L’autrice principale, l’infirmière Johane Lorvinsky, a effectué ce travail de recherche dans le cadre de ses études de maîtrise. Constatant que les victimes de traite de personne et d’exploitation sexuelle subissaient des sévices et étaient sujettes à contracter diverses infections, elle a cherché à savoir comment se déroulaient leurs interactions avec les professionnels de la santé.

Elle constate alors que partout dans le monde, on observe un phénomène semblable, c’est-à-dire que les victimes d’exploitation sexuelle ne sont pas identifiées par les professionnels de la santé qui les soignent.

Johane Lorvinsky a donc échangé avec sept personnes ayant bénéficié du programme «Les Survivantes» du Service de police de la Ville de Montréal. Il en est ressorti une foule de récits où ces gens auraient pu saisir une main tendue pour se sortir de l’emprise de leur bourreau, mais personne ne leur tend la main.

Dans l’étude, on peut lire que des victimes montraient des signes évidents de maltraitance ou de violence sexuelle comme des brûlures de cigarette ou des ecchymoses, qu’elles avaient un comportement étrange avec un niveau élevé d’anxiété, qu’elles devaient constamment envoyer des messages texte ou encore qu’elles racontaient des histoires incompatibles avec la nature de leurs blessures. S’ajoutent à cela d’autres signaux comme le refus de certains tests ou la présence d’un accompagnateur un peu trop insistant.

«Individuellement, chacun de ces signes peut être insuffisant pour indiquer la traite de personnes, mais réunis ensemble, ils doivent déclencher une alarme», écrit la chercheuse qui cosigne l’étude avec trois collègues. 

Un manque de sensibilisation concernant les mécanismes de l’exploitation sexuelle pourrait en partie expliquer l’inaction des professionnels de la santé. On souligne également l’influence des préjugés, incluant la présomption que les travailleuses du sexe le font toutes par choix.

Loin de vouloir jeter la pierre à ses collègues, Johane Lorvinsky veut plutôt répandre le message que «la plupart des barrières, des obstacles à l’identification de ces femmes-là, sont toutes modifiables», insiste-t-elle en entrevue à La Presse Canadienne.

Elle estime qu’avec davantage de formation sur la réalité des personnes victimes d’exploitation, les infirmières, médecins et autres intervenants du réseau de la santé seraient mieux outillés pour les reconnaître et pour leur tendre la main.

«L’éducation, ça peut enlever les jugements inconscients, les biais inconscients ou conscients qu’on peut avoir. On peut faire comprendre aux professionnels de la santé comment le lien de confiance est tellement important pour ces femmes-là parce qu’elles n’en ont pas dans leur vie», explique l’infirmière qui pratique au Nunavik.
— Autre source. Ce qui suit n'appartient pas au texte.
//! PNG rendering with plotters.

use super::data::{CategoryShare, ChartData};
use plotters::prelude::*;
use std::error::Error;
use std::f64::consts::PI;
use std::path::Path;

type DrawResult = std::result::Result<(), Box<dyn Error>>;

const SIZE: (u32, u32) = (1000, 600);

/// Line chart of the rolling average against the record index.
pub(crate) fn draw_sentiment_trend(data: &ChartData, record_count: usize, path: &Path) -> DrawResult {
    let root = BitMapBackend::new(path, SIZE).into_drawing_area();
    root.fill(&WHITE)?;

    let x_max = record_count.saturating_sub(1).max(1) as f64;
    let mut chart = ChartBuilder::on(&root)
        .caption("Sentiment Trends Over Time", ("sans-serif", 30))
        .margin(20)
        .x_label_area_size(40)
        .y_label_area_size(50)
        .build_cartesian_2d(0.0..x_max, 0.0..100.0)?;

    chart
        .configure_mesh()
        .x_desc("Index")
        .y_desc("Satisfaction Percentage")
        .axis_desc_style(("sans-serif", 18))
        .draw()?;

    chart
        .draw_series(LineSeries::new(
            data.trend.iter().map(|&(index, value)| (index as f64, value)),
            &BLUE,
        ))?
        .label("Sentiment Rolling Average")
        .legend(|(x, y)| PathElement::new([(x, y), (x + 20, y)], &BLUE));

    chart
        .configure_series_labels()
        .background_style(&WHITE)
        .border_style(&BLACK)
        .draw()?;

    root.present()?;
    Ok(())
}

/// Bar chart of mean satisfaction per brand.
pub(crate) fn draw_brand_sentiment(averages: &[(String, f64)], path: &Path) -> DrawResult {
    let root = BitMapBackend::new(path, SIZE).into_drawing_area();
    root.fill(&WHITE)?;

    let brands: Vec<String> = averages.iter().map(|(brand, _)| brand.clone()).collect();
    let mut chart = ChartBuilder::on(&root)
        .caption("Average Sentiment Per Brand", ("sans-serif", 30))
        .margin(20)
        .x_label_area_size(50)
        .y_label_area_size(60)
        .build_cartesian_2d((0u32..brands.len() as u32).into_segmented(), 0.0..100.0)?;

    chart
        .configure_mesh()
        .disable_x_mesh()
        .x_labels(brands.len())
        .x_desc("Brand")
        .y_desc("Average Satisfaction Percentage")
        .axis_desc_style(("sans-serif", 18))
        .x_label_formatter(&|x| match x {
            SegmentValue::CenterOf(i) => brands.get(*i as usize).cloned().unwrap_or_default(),
            _ => String::new(),
        })
        .draw()?;

    chart.draw_series(
        Histogram::vertical(&chart)
            .style(RGBColor(135, 206, 235).filled())
            .margin(15)
            .data(averages.iter().enumerate().map(|(i, (_, mean))| (i as u32, *mean))),
    )?;

    root.present()?;
    Ok(())
}

/// Pie chart of review category proportions with one-decimal percent labels.
pub(crate) fn draw_review_distribution(shares: &[CategoryShare], path: &Path) -> DrawResult {
    let root = BitMapBackend::new(path, SIZE).into_drawing_area();
    root.fill(&WHITE)?;
    let area = root.titled("Sentiment Distribution", ("sans-serif", 30))?;

    let (width, height) = area.dim_in_pixel();
    let center = (width as i32 / 2, height as i32 / 2);
    let radius = f64::from(width.min(height)) * 0.38;

    // Start at twelve o'clock and go clockwise.
    let mut start = -PI / 2.0;
    for (idx, share) in shares.iter().enumerate() {
        let sweep = share.percent / 100.0 * 2.0 * PI;
        let color = Palette99::pick(idx);

        area.draw(&Polygon::new(
            wedge_points(center, radius, start, sweep),
            color.filled(),
        ))?;

        let middle = start + sweep / 2.0;
        let label_pos = point_on_circle(center, radius * 1.15, middle);
        area.draw(&Text::new(
            format!("{} {:.1}%", share.category, share.percent),
            (label_pos.0 - 40, label_pos.1 - 8),
            ("sans-serif", 16),
        ))?;

        start += sweep;
    }

    root.present()?;
    Ok(())
}

/// Outline of one pie slice as a polygon.
fn wedge_points(center: (i32, i32), radius: f64, start: f64, sweep: f64) -> Vec<(i32, i32)> {
    let steps = ((sweep.abs() / (2.0 * PI)) * 120.0).ceil().max(1.0) as usize;
    let mut points = Vec::with_capacity(steps + 2);
    points.push(center);
    for step in 0..=steps {
        let angle = start + sweep * step as f64 / steps as f64;
        points.push(point_on_circle(center, radius, angle));
    }
    points
}

fn point_on_circle(center: (i32, i32), radius: f64, angle: f64) -> (i32, i32) {
    (
        center.0 + (radius * angle.cos()).round() as i32,
        center.1 + (radius * angle.sin()).round() as i32,
    )
}

#[cfg(test)]
mod tests {
    use super::*;

    #[test]
    fn test_wedge_points_start_at_center() {
        let points = wedge_points((100, 100), 50.0, 0.0, PI / 2.0);
        assert_eq!(points[0], (100, 100));
        assert_eq!(points[1], (150, 100));
        assert_eq!(*points.last().unwrap(), (100, 150));
    }

    #[test]
    fn test_full_circle_wedge() {
        let points = wedge_points((0, 0), 10.0, 0.0, 2.0 * PI);
        assert_eq!(points.len(), 122);
        assert_eq!(points[1], *points.last().unwrap());
    }
}
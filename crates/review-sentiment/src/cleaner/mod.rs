//! Data cleaning module for the review dataset.
//!
//! This module provides functionality for:
//! - Normalizing column names
//! - Dropping rows with a missing or negative age
//! - Clamping satisfaction scores into their valid range

mod normalizer;
mod filters;

pub use filters::{clamp_column, drop_invalid_ages};
pub use normalizer::{normalize_column_name, normalize_column_names};

use crate::error::Result;
use crate::types::SATISFACTION_COLUMN;
use polars::prelude::*;
use tracing::{debug, info};

/// Data cleaner applying the row and column cleaning stages in place.
pub struct DataCleaner {
    satisfaction_min: f64,
    satisfaction_max: f64,
}

impl Default for DataCleaner {
    fn default() -> Self {
        Self::new(0.0, 100.0)
    }
}

impl DataCleaner {
    pub fn new(satisfaction_min: f64, satisfaction_max: f64) -> Self {
        Self {
            satisfaction_min,
            satisfaction_max,
        }
    }

    /// Trim column names and replace spaces with underscores.
    ///
    /// Returns the `(old, new)` pairs of renamed columns.
    pub fn normalize_columns(&self, df: &mut DataFrame) -> Result<Vec<(String, String)>> {
        let renamed = normalize_column_names(df)?;
        if renamed.is_empty() {
            debug!("Column names already normalized");
        } else {
            info!("Normalized {} column names", renamed.len());
            for (old, new) in &renamed {
                debug!("  '{}' -> '{}'", old, new);
            }
        }
        Ok(renamed)
    }

    /// Remove every record whose `Age` is missing or negative.
    ///
    /// Returns the number of records removed.
    pub fn drop_invalid_ages(&self, df: &mut DataFrame) -> Result<usize> {
        let before = df.height();
        let removed = drop_invalid_ages(df)?;
        if removed > 0 {
            let pct = (removed as f64 / before as f64) * 100.0;
            info!(
                "Removed {} rows with missing or negative age ({:.1}%)",
                removed, pct
            );
        } else {
            debug!("No rows with missing or negative age found");
        }
        Ok(removed)
    }

    /// Clamp `Satisfaction_Percentage` into the configured range.
    ///
    /// Returns the number of values that were moved onto a bound.
    pub fn clamp_satisfaction(&self, df: &mut DataFrame) -> Result<usize> {
        let clamped = clamp_column(
            df,
            SATISFACTION_COLUMN,
            self.satisfaction_min,
            self.satisfaction_max,
        )?;
        debug!(
            "Clamped {} values of '{}' into [{}, {}]",
            clamped, SATISFACTION_COLUMN, self.satisfaction_min, self.satisfaction_max
        );
        Ok(clamped)
    }
}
Évidemment, ce ne sont pas toutes les victimes qui sont prêtes à franchir le pas et à saisir l’opportunité qu’on leur présente, mais il faut tenter le coup selon Mme Lorvinsky. Selon les témoignages recueillis, plusieurs victimes ne savent même pas qu’elles sont exploitées pendant qu’elles sont sous l’emprise d’un individu. Or, si elles tissent un lien de confiance avec le personnel de la santé, elles seront plus à l’aise de se confier au moment voulu.

«Si c’est bien géré, si elles sont bien prises en charge à ce moment-là, c’est sûr qu’elles vont continuer, d’abord à avoir cette confiance-là, puis à revenir parce que le but ce n’est pas nécessairement qu’elles sortent de leur situation, mais qu’elles soient aidées», développe-t-elle.

De manière générale, Mme Lorvinsky suggère d’aborder la situation sans jugement en posant diverses questions sur le contexte de travail de la patiente. Sur les conditions dans lesquelles elle évolue afin de savoir si elle est en sécurité, si elle subit des violences.

«Il faut s’intéresser à leurs conditions de vie. Questionner l’aspect psychosocial et pas seulement regarder leur condition physique du moment», poursuit-elle.

Empruntant les mots d’une survivante ayant accepté de se confier à elle, Johane Lorvinsky répète aux professionnels de la santé que «l’important c’est de poser la question» et pas de craindre la réaction de la patiente. 

«Si elle décide de répondre, c’est merveilleux. Si elle décide de ne pas répondre, au moins tu auras posé la question», résume-t-elle. Et si un doute persiste, on peut toujours fournir des ressources à la patiente qui décidera bien de s’en prévaloir ou non.